The abusive arrogance that runs rampant around these parts(and poor grammar/spelling) is beyond "believe".

mzta cody said,

The abusive arrogance that runs rampant around these parts(and poor grammar/spelling) is beyond "believe".

Still he has a valid point. And this is coming from the IT security industry.

thenonhacker said,

Still he has a valid point. And this is coming from the IT security industry.


This comes from a guy that claims he is working in the IT security industry. Even if that claim is true, who's to say he is right? Does other security consultants agree with him?

sanke1 said,
This is to stop Windows bootloader activation hacks/cracks.

And it won't work. All it does is make things difficult for programs like grub.

sanke1 said,
This is to stop Windows bootloader activation hacks/cracks.

Correction: it only tries to stop them. We all know there will be cracks.

sanke1 said,
This is to stop Windows bootloader activation hacks/cracks.

Windows "8" is so bad that few people will even be bothered to pirate it.

Order_66 said,

Windows "8" is so bad that few people will even be bothered to pirate it.

Windows 8 is pretty cool actually. As long as Microsoft Excel works on it, I'm good.. and it does.

floopydoodle said,
This has nothing to do with Microsoft or Windows 8. Secure Boot is a UEFI feature and not Windows related.

It has if Microsoft is mandating OEM's to enable it by default. Who's to say there'll even be an option to disable it?

It's worrisome because it would give Microsoft an absolute monopoly on the desktop market.

simplezz said,
It's worrisome because it would give Microsoft an absolute monopoly on the desktop market.

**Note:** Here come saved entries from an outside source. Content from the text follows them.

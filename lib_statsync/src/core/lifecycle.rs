//! # Subscription Lifecycle
//!
//! Acquires and releases the remote change feed for a topic and pumps its
//! events, through the `Normalizer`, into the `MetricStore`.
//!
//! ## Per-topic state machine
//!
//! `Detached -> Attaching -> Attached -> Detached`. `Attaching` lasts until
//! the initial snapshot phase ends, successfully or not. A topic also falls
//! back to `Detached` on its own when the remote side closes the feed.
//!
//! ## Ordering
//!
//! Each attached topic gets exactly one pump task. It is the single consumer
//! of that topic's events, so deltas are applied in delivery order and never
//! interleave. While a snapshot fetch is in flight, incoming deltas are
//! buffered and applied after the snapshot lands: the final state is always
//! snapshot-then-deltas.
//!
//! ## Teardown
//!
//! `detach` cancels the pump and retires the attach epoch in the store. A
//! snapshot response or event still in flight afterwards is dropped.

use std::collections::HashMap;
use std::future::Future;
use std::pin::Pin;
use std::sync::{Arc, Mutex, PoisonError};
use tokio::sync::{mpsc, watch};
use tokio_util::sync::CancellationToken;

use crate::core::collaborator::{ChangeFeed, SnapshotSource};
use crate::core::error::SyncError;
use crate::core::model::{ChangeDelta, MetricRow, RawChangeEvent};
use crate::core::normalizer::{Normalizer, ResyncPolicy};
use crate::core::resolver::MetricResolver;
use crate::core::store::{Epoch, MetricStore};

/// Observable state of one topic.
#[derive(Debug, Clone, Copy, PartialEq, Eq)]
pub enum FeedState {
    /// No handle held.
    Detached,
    /// Feed open, initial snapshot phase still running.
    Attaching,
    /// Snapshot phase over; live events flow straight into the store.
    Attached,
}

/// Tuning knobs for the lifecycle.
#[derive(Debug, Clone, Copy)]
pub struct LifecycleOptions {
    /// Normalizer policy for every attached topic.
    pub policy: ResyncPolicy,
    /// Fetch a fresh snapshot after each `Resync`.
    pub refetch_on_resync: bool,
}

impl Default for LifecycleOptions {
    fn default() -> Self {
        Self {
            policy: ResyncPolicy::Precise,
            refetch_on_resync: true,
        }
    }
}

/// # Feed Handle
///
/// Owning handle to one attached topic. Hand it back to
/// `SubscriptionLifecycle::detach` to release the feed.
#[must_use = "dropping a FeedHandle without detaching leaks the subscription"]
pub struct FeedHandle {
    topic: String,
    epoch: Epoch,
    token: CancellationToken,
    state_rx: watch::Receiver<FeedState>,
    warnings_rx: mpsc::Receiver<SyncError>,
}

impl FeedHandle {
    /// Warnings kept for a handle nobody reads; newer ones are dropped.
    pub const WARNING_CAPACITY: usize = 32;

    /// The topic this handle holds.
    pub fn topic(&self) -> &str {
        &self.topic
    }

    /// The store epoch tagging every write made for this handle.
    pub fn epoch(&self) -> Epoch {
        self.epoch
    }

    /// Current state of the topic.
    pub fn state(&self) -> FeedState {
        *self.state_rx.borrow()
    }

    /// Waits until the initial snapshot phase is over and returns the state
    /// reached (`Attached`, or `Detached` if torn down first).
    pub async fn ready(&mut self) -> FeedState {
        match self.state_rx.wait_for(|s| *s != FeedState::Attaching).await {
            Ok(state) => *state,
            Err(_) => FeedState::Detached,
        }
    }

    /// Whether the topic was released, by `detach` or by the feed closing.
    pub fn is_closed(&self) -> bool {
        self.state() == FeedState::Detached
    }

    /// Waits until the topic is released, by `detach` or by the feed closing.
    pub async fn closed(&mut self) {
        let _ = self.state_rx.wait_for(|s| *s == FeedState::Detached).await;
    }

    /// Waits for the next recoverable warning (failed snapshot fetches).
    /// Returns `None` once the pump has stopped and every warning was read.
    pub async fn next_warning(&mut self) -> Option<SyncError> {
        self.warnings_rx.recv().await
    }

    /// Non-blocking variant of `next_warning`.
    pub fn try_warning(&mut self) -> Option<SyncError> {
        self.warnings_rx.try_recv().ok()
    }
}

struct Slot {
    epoch: Epoch,
    token: CancellationToken,
    state_tx: Arc<watch::Sender<FeedState>>,
}

type SlotTable = Arc<Mutex<HashMap<String, Slot>>>;

/// Removes the slot for `topic` if it still belongs to `epoch`, retires the
/// epoch and publishes `Detached`.
fn release_slot(slots: &SlotTable, store: &MetricStore, topic: &str, epoch: Epoch) -> bool {
    let slot = {
        let mut slots = slots.lock().unwrap_or_else(PoisonError::into_inner);
        match slots.get(topic) {
            Some(slot) if slot.epoch == epoch => slots.remove(topic),
            _ => None,
        }
    };
    match slot {
        Some(slot) => {
            slot.token.cancel();
            store.retire_epoch(epoch);
            slot.state_tx.send_replace(FeedState::Detached);
            true
        }
        None => false,
    }
}

/// Releases a reserved slot unless disarmed, so an attach abandoned halfway
/// (error or dropped future) never leaves the topic stuck.
struct PendingAttach<'a> {
    slots: &'a SlotTable,
    store: &'a MetricStore,
    topic: &'a str,
    epoch: Epoch,
    armed: bool,
}

impl PendingAttach<'_> {
    fn disarm(mut self) {
        self.armed = false;
    }
}

impl Drop for PendingAttach<'_> {
    fn drop(&mut self) {
        if self.armed && release_slot(self.slots, self.store, self.topic, self.epoch) {
            log::debug!("Attach of '{}' (epoch {}) abandoned, slot released.", self.topic, self.epoch);
        }
    }
}

/// # Subscription Lifecycle
///
/// Holds at most one live handle per topic.
pub struct SubscriptionLifecycle<S, F> {
    store: Arc<MetricStore>,
    source: Arc<S>,
    feed: Arc<F>,
    options: LifecycleOptions,
    slots: SlotTable,
}

impl<S, F> SubscriptionLifecycle<S, F>
where
    S: SnapshotSource,
    F: ChangeFeed,
{
    /// Creates a lifecycle writing into `store`.
    pub fn new(store: Arc<MetricStore>, source: Arc<S>, feed: Arc<F>, options: LifecycleOptions) -> Self {
        Self {
            store,
            source,
            feed,
            options,
            slots: Arc::new(Mutex::new(HashMap::new())),
        }
    }

    /// The store every attached topic writes into.
    pub fn store(&self) -> &Arc<MetricStore> {
        &self.store
    }

    /// A resolver reading this lifecycle's store.
    pub fn resolver(&self) -> MetricResolver {
        MetricResolver::new(Arc::clone(&self.store))
    }

    /// Opens the feed for `topic`, starts the initial snapshot load and begins
    /// forwarding events.
    ///
    /// A failing snapshot does not fail the attach; it surfaces as a warning
    /// on the returned handle while live events keep flowing.
    pub async fn attach(&self, topic: &str) -> Result<FeedHandle, SyncError> {
        let epoch;
        let token = CancellationToken::new();
        let (state_tx, state_rx) = watch::channel(FeedState::Attaching);
        let state_tx = Arc::new(state_tx);

        {
            let mut slots = self.slots.lock().unwrap_or_else(PoisonError::into_inner);
            if slots.contains_key(topic) {
                log::warn!("Attach refused: '{}' is already attached.", topic);
                return Err(SyncError::already_attached(topic));
            }
            epoch = self.store.begin_epoch();
            slots.insert(
                topic.to_string(),
                Slot {
                    epoch,
                    token: token.clone(),
                    state_tx: Arc::clone(&state_tx),
                },
            );
        }

        let pending = PendingAttach {
            slots: &self.slots,
            store: &self.store,
            topic,
            epoch,
            armed: true,
        };

        log::info!("Attaching '{}' (epoch {}).", topic, epoch);

        let events = match self.feed.open(topic, token.clone()).await {
            Ok(rx) => rx,
            Err(e) => {
                log::error!("Failed to open feed '{}': {}", topic, e);
                return Err(e);
            }
        };

        let (warnings_tx, warnings_rx) = mpsc::channel(FeedHandle::WARNING_CAPACITY);
        let pump = Pump {
            topic: topic.to_string(),
            epoch,
            token: token.clone(),
            store: Arc::clone(&self.store),
            slots: Arc::clone(&self.slots),
            source: Arc::clone(&self.source),
            normalizer: Normalizer::new(self.options.policy),
            refetch_on_resync: self.options.refetch_on_resync,
            state_tx,
            warnings_tx,
        };
        tokio::spawn(pump.run(events));
        pending.disarm();

        Ok(FeedHandle {
            topic: topic.to_string(),
            epoch,
            token,
            state_rx,
            warnings_rx,
        })
    }

    /// Releases the feed held by `handle`. Calling it again is a no-op.
    ///
    /// Once this returns, no event or snapshot for `handle` touches the store.
    pub fn detach(&self, handle: &FeedHandle) {
        handle.token.cancel();
        if release_slot(&self.slots, &self.store, &handle.topic, handle.epoch) {
            log::info!("Detached '{}' (epoch {}).", handle.topic, handle.epoch);
        } else {
            log::debug!("Detach of '{}' (epoch {}) ignored: already detached.", handle.topic, handle.epoch);
        }
    }

    /// Detaches every topic. Used at process shutdown.
    pub fn detach_all(&self) {
        let drained: Vec<(String, Slot)> = {
            let mut slots = self.slots.lock().unwrap_or_else(PoisonError::into_inner);
            slots.drain().collect()
        };
        for (topic, slot) in drained {
            slot.token.cancel();
            self.store.retire_epoch(slot.epoch);
            slot.state_tx.send_replace(FeedState::Detached);
            log::info!("Detached '{}' (epoch {}).", topic, slot.epoch);
        }
    }

    /// Current state of `topic`.
    pub fn state(&self, topic: &str) -> FeedState {
        let slots = self.slots.lock().unwrap_or_else(PoisonError::into_inner);
        slots
            .get(topic)
            .map(|slot| *slot.state_tx.borrow())
            .unwrap_or(FeedState::Detached)
    }

    /// Topics currently held, sorted.
    pub fn attached_topics(&self) -> Vec<String> {
        let slots = self.slots.lock().unwrap_or_else(PoisonError::into_inner);
        let mut topics: Vec<String> = slots.keys().cloned().collect();
        topics.sort();
        topics
    }
}

type FetchFuture = Pin<Box<dyn Future<Output = Result<Vec<MetricRow>, SyncError>> + Send>>;

/// The single consumer of one topic's events.
struct Pump<S> {
    topic: String,
    epoch: Epoch,
    token: CancellationToken,
    store: Arc<MetricStore>,
    slots: SlotTable,
    source: Arc<S>,
    normalizer: Normalizer,
    refetch_on_resync: bool,
    state_tx: Arc<watch::Sender<FeedState>>,
    warnings_tx: mpsc::Sender<SyncError>,
}

impl<S: SnapshotSource> Pump<S> {
    fn start_fetch(&self) -> FetchFuture {
        let source = Arc::clone(&self.source);
        Box::pin(async move { source.fetch().await })
    }

    async fn run(self, mut events: mpsc::Receiver<RawChangeEvent>) {
        let mut pending: Option<FetchFuture> = Some(self.start_fetch());
        let mut buffered: Vec<ChangeDelta> = Vec::new();
        let mut feed_open = true;

        loop {
            if !feed_open && pending.is_none() {
                break;
            }

            tokio::select! {
                biased;

                _ = self.token.cancelled() => {
                    log::debug!("Pump for '{}' cancelled.", self.topic);
                    break;
                }

                result = poll_pending(&mut pending) => {
                    pending = None;
                    if !self.land_snapshot(result, &mut buffered) {
                        break;
                    }
                }

                event = events.recv(), if feed_open => {
                    let Some(raw) = event else {
                        log::warn!("Feed '{}' closed by remote side.", self.topic);
                        feed_open = false;
                        continue;
                    };
                    let delta = self.normalizer.normalize(&raw);

                    if pending.is_some() {
                        if delta == ChangeDelta::Resync {
                            // The snapshot in flight may predate whatever forced the resync.
                            buffered.clear();
                            if self.refetch_on_resync {
                                pending = Some(self.start_fetch());
                            } else {
                                buffered.push(ChangeDelta::Resync);
                            }
                        } else {
                            buffered.push(delta);
                        }
                        continue;
                    }

                    let resync = delta == ChangeDelta::Resync;
                    if !self.apply(delta) {
                        break;
                    }
                    if resync && self.refetch_on_resync {
                        log::info!("Resync on '{}': reloading snapshot.", self.topic);
                        pending = Some(self.start_fetch());
                    }
                }
            }
        }

        if !self.token.is_cancelled() && release_slot(&self.slots, &self.store, &self.topic, self.epoch) {
            log::warn!("Feed '{}' (epoch {}) ended; topic released.", self.topic, self.epoch);
        }
        log::debug!("Pump for '{}' (epoch {}) stopped.", self.topic, self.epoch);
    }

    /// Loads a finished snapshot, then replays what arrived meanwhile.
    /// Returns `false` once the epoch turned out to be retired.
    fn land_snapshot(&self, result: Result<Vec<MetricRow>, SyncError>, buffered: &mut Vec<ChangeDelta>) -> bool {
        match result {
            Ok(rows) => {
                let count = rows.len();
                if !self.store.load_snapshot_in(self.epoch, rows) {
                    log::debug!("{}", SyncError::DetachedEvent(self.topic.clone()));
                    return false;
                }
                log::info!("Snapshot for '{}' loaded: {} rows, {} buffered deltas.", self.topic, count, buffered.len());
            }
            Err(e) => {
                log::warn!("Snapshot for '{}' failed, serving defaults: {}", self.topic, e);
                if self.warnings_tx.try_send(e).is_err() {
                    log::debug!("Warning queue for '{}' full, warning dropped.", self.topic);
                }
            }
        }

        for delta in buffered.drain(..) {
            if !self.apply(delta) {
                return false;
            }
        }

        self.state_tx.send_if_modified(|state| {
            if *state == FeedState::Attaching {
                *state = FeedState::Attached;
                true
            } else {
                false
            }
        });
        true
    }

    fn apply(&self, delta: ChangeDelta) -> bool {
        if self.store.apply_delta_in(self.epoch, delta) {
            true
        } else {
            log::debug!("{}", SyncError::DetachedEvent(self.topic.clone()));
            false
        }
    }
}

async fn poll_pending(pending: &mut Option<FetchFuture>) -> Result<Vec<MetricRow>, SyncError> {
    match pending {
        Some(fetch) => fetch.await,
        None => std::future::pending().await,
    }
}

If RHEL, Fedora and the various 'Buntus are able to be installed (and I would think others as well if they so chose), it's not really a monopoly though... they just need to make sure their software complies with the hardware. If I was genuinely worried about if my OS was or wasn't going to run on the hardware, I'd put more care into the hardware I purchased. Besides, I forget exactly but isn't the forced-on thing for the Windosw 8 certified ARM stuff only, and not the other devices or the desktops?

simplezz said,

It has if Microsoft is mandating OEM's to enable it by default. Who's to say there'll even be an option to disable it?

It's worrisome because it would give Microsoft an absolute monopoly on the desktop market.

Don't buy hardware that doesn't have the option to disable it.

simplezz said,

It has if Microsoft is mandating OEM's to enable it by default. Who's to say there'll even be an option to disable it?

It's worrisome because it would give Microsoft an absolute monopoly on the desktop market.

There's no "mandate" there's a option if OEMs want to get the logo on their hardware, there's also nothing saying it can't be turned off either. That is up to the OEM, if your OEM doesn't give you the option to turn it off that's on them and not MS.


We've been working to provide an alternative to the Microsoft key, so that the entire free software ecosystem is not dependent on Microsoft's goodwill for access to modern PC hardware.

This * 1000.

w8 is getting worse and worse every time i come on here to read about it. at this point ive lost all interest and will be sticking to w7.

smooth3006 said,
w8 is getting worse and worse every time i come on here to read about it. at this point ive lost all interest and will be sticking to w7.

So ensuring that the boot loader hasn't been tampered with is a bad idea to you?

Max Norris said,

So ensuring that the boot loader hasn't been tampered with is a bad idea to you?

What real world problem does it solve for me? And why can't it be turned off?

CJEric said,
What real world problem does it solve for me? And why can't it be turned off?

... the part that you quoted maybe? Stopping malware that sits in the boot loader in its tracks?

CJEric said,
And how often does that happen to you nowadays?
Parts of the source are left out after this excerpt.